I can still remember standing alone in the hallway as a small child, gazing up at the sparking Christmas tree, breathing the pine scent, and thinking it the most beautiful thing I had ever seen. Yet it was not the mere sight of it, but the feeling it engendered that I recall most vividly: a sense of warmth, joy and magic swelling in my heart to overflowing. Even now, I can recall that sense of peace.
It is that feeling to which all the paraphernalia of Christmas aspires. The megawatts burned in lights and decorations all over the world are, ultimately, intended to light a feeling in our hearts. Billions of tons of plastic, acres of wrapping papers and millions of cut trees are all just icons to lead us, mind, body and soul, into the most precious and elusive aspect of the season – which cannot be manufactured, for it is a state of mind and heart: the Christmas spirit.
Through the Christmas spirit, we are given permission to be happier and more warm-hearted than usual. Suddenly, it is acceptable to smile and wish happiness to complete strangers on the street, or to the lady at the cash register. We try to think of those in need, and to give a little more. We think of family and friends and give them some sign of our love – be that a belated phone call, a smile, or a gift.
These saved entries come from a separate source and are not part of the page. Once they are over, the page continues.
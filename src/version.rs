//! 版本信息与健康检查处理器。

use axum::response::Json as JsonResponse;
use serde::Serialize;

#[derive(Serialize)]
#[serde(rename_all = "camelCase")]
pub struct VersionInfo {
    version: &'static str,
    commit: &'static str,
    build_time: &'static str,
    build_env: String,
}

/// 返回当前版本信息。
pub async fn get_version_info() -> JsonResponse<VersionInfo> {
    JsonResponse(VersionInfo {
        version: crate::build::PKG_VERSION,
        commit: crate::build::SHORT_COMMIT,
        build_time: crate::build::BUILD_TIME,
        build_env: format!(
            "{},{}",
            crate::build::RUST_VERSION,
            crate::build::RUST_CHANNEL
        ),
    })
}

pub async fn healthz() -> &'static str {
    "ok"
}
Patrick Street in 1980s Cork was ordinarily a grey and busy street where, for some reason, it always rained. Yet, each year it was transformed by means of giant tinsel and coloured bulbs into an open-air cathedral of Christmas. The ordinary is turned extraordinary at Christmas in many ways. Yet decorating our towns and cities with light is perhaps the most striking form of alchemy to the child’s eye. And so one night we brought the children out after dark, as a special treat, to see the lights of Dublin. As we walked through the streets, they were aghast, pointing in awe at row upon row of lights sparking through the night. They ran in every direction, beaming and looking upwards in wonder.
Christmas would not be Christmas without children. No wonder it has long been the time of year that they are most cherished, given that the season’s very purpose is to recall a child, lowly-born, poor and lost, who lit the world with messages of love, forgiveness and joy, which we try to emulate in our flawed ways.
And if all the merry-marking, shopping sprees, gifts and the rounds of parties seem like a battle, there is quiet in remembering that we do these things, in the end, for the same reason that men like Dublin poet Tom Kettle went to war: “for a dream, born in a herdsman's shed, And for the secret Scripture of the poor.” And every year we sense that, in ways large and small, the first animating spark of the Christmas spirit is with us still.